What needs to be done: Reproduce the listing that follows, unchanged and complete.

Data for the task:
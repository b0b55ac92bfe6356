use log::warn;
use regex::Regex;

use crate::error::TabvaultError;

/// Compiled never-archive patterns.
///
/// `*` matches any substring; everything else is literal and the whole URL
/// must match.
#[derive(Debug, Clone, Default)]
pub struct PatternMatcher {
    compiled: Vec<Regex>,
}

impl PatternMatcher {
    pub fn new<S: AsRef<str>>(patterns: &[S]) -> Self {
        let compiled = patterns
            .iter()
            .filter_map(|pattern| match compile(pattern.as_ref()) {
                Ok(regex) => Some(regex),
                Err(err) => {
                    warn!("{err}; pattern ignored");
                    None
                }
            })
            .collect();
        Self { compiled }
    }

    pub fn matches(&self, url: &str) -> bool {
        self.compiled.iter().any(|regex| regex.is_match(url))
    }
}

pub fn compile(pattern: &str) -> Result<Regex, TabvaultError> {
    let escaped = regex::escape(pattern).replace(r"\*", ".*");
    Regex::new(&format!("^{escaped}$")).map_err(|source| TabvaultError::PatternCompile {
        pattern: pattern.to_owned(),
        source,
    })
}

#[cfg(test)]
mod tests {
    use super::*;

    #[test]
    fn wildcard_scheme_and_path() {
        let matcher = PatternMatcher::new(&["*://github.com/*"]);

        assert!(matcher.matches("https://github.com/org/repo"));
        assert!(!matcher.matches("https://githubusercontent.com/x"));
        assert!(!matcher.matches("https://gist.github.com/x"));
    }

    #[test]
    fn metacharacters_are_literal() {
        let matcher = PatternMatcher::new(&["https://example.com/a+b?(c)"]);

        assert!(matcher.matches("https://example.com/a+b?(c)"));
        assert!(!matcher.matches("https://exampleXcom/a+b?(c)"));
        assert!(!matcher.matches("https://example.com/aab"));
    }

    #[test]
    fn pattern_is_anchored() {
        let matcher = PatternMatcher::new(&["example.com"]);

        assert!(matcher.matches("example.com"));
        assert!(!matcher.matches("https://example.com/"));
    }

    #[test]
    fn any_pattern_may_match() {
        let matcher = PatternMatcher::new(&["*mail*", "https://docs.rs/*"]);

        assert!(matcher.matches("https://mail.example.com/inbox"));
        assert!(matcher.matches("https://docs.rs/regex"));
        assert!(!matcher.matches("https://crates.io/"));
        assert!(!PatternMatcher::new::<&str>(&[]).matches("https://crates.io/"));
    }
}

Reply to the task:
repository b0b55ac92bfe6356
use log::warn;
use regex::Regex;

use crate::error::TabvaultError;

/// Compiled never-archive patterns.
///
/// `*` matches any substring; everything else is literal and the whole URL
/// must match.
#[derive(Debug, Clone, Default)]
pub struct PatternMatcher {
    compiled: Vec<Regex>,
}

impl PatternMatcher {
    pub fn new<S: AsRef<str>>(patterns: &[S]) -> Self {
        let compiled = patterns
            .iter()
            .filter_map(|pattern| match compile(pattern.as_ref()) {
                Ok(regex) => Some(regex),
                Err(err) => {
                    warn!("{err}; pattern ignored");
                    None
                }
            })
            .collect();
        Self { compiled }
    }

    pub fn matches(&self, url: &str) -> bool {
        self.compiled.iter().any(|regex| regex.is_match(url))
    }
}

pub fn compile(pattern: &str) -> Result<Regex, TabvaultError> {
    let escaped = regex::escape(pattern).replace(r"\*", ".*");
    Regex::new(&format!("^{escaped}$")).map_err(|source| TabvaultError::PatternCompile {
        pattern: pattern.to_owned(),
        source,
    })
}

#[cfg(test)]
mod tests {
    use super::*;

    #[test]
    fn wildcard_scheme_and_path() {
        let matcher = PatternMatcher::new(&["*://github.com/*"]);

        assert!(matcher.matches("https://github.com/org/repo"));
        assert!(!matcher.matches("https://githubusercontent.com/x"));
        assert!(!matcher.matches("https://gist.github.com/x"));
    }

    #[test]
    fn metacharacters_are_literal() {
        let matcher = PatternMatcher::new(&["https://example.com/a+b?(c)"]);

        assert!(matcher.matches("https://example.com/a+b?(c)"));
        assert!(!matcher.matches("https://exampleXcom/a+b?(c)"));
        assert!(!matcher.matches("https://example.com/aab"));
    }

    #[test]
    fn pattern_is_anchored() {
        let matcher = PatternMatcher::new(&["example.com"]);

        assert!(matcher.matches("example.com"));
        assert!(!matcher.matches("https://example.com/"));
    }

    #[test]
    fn any_pattern_may_match() {
        let matcher = PatternMatcher::new(&["*mail*", "https://docs.rs/*"]);

        assert!(matcher.matches("https://mail.example.com/inbox"));
        assert!(matcher.matches("https://docs.rs/regex"));
        assert!(!matcher.matches("https://crates.io/"));
        assert!(!PatternMatcher::new::<&str>(&[]).matches("https://crates.io/"));
    }
}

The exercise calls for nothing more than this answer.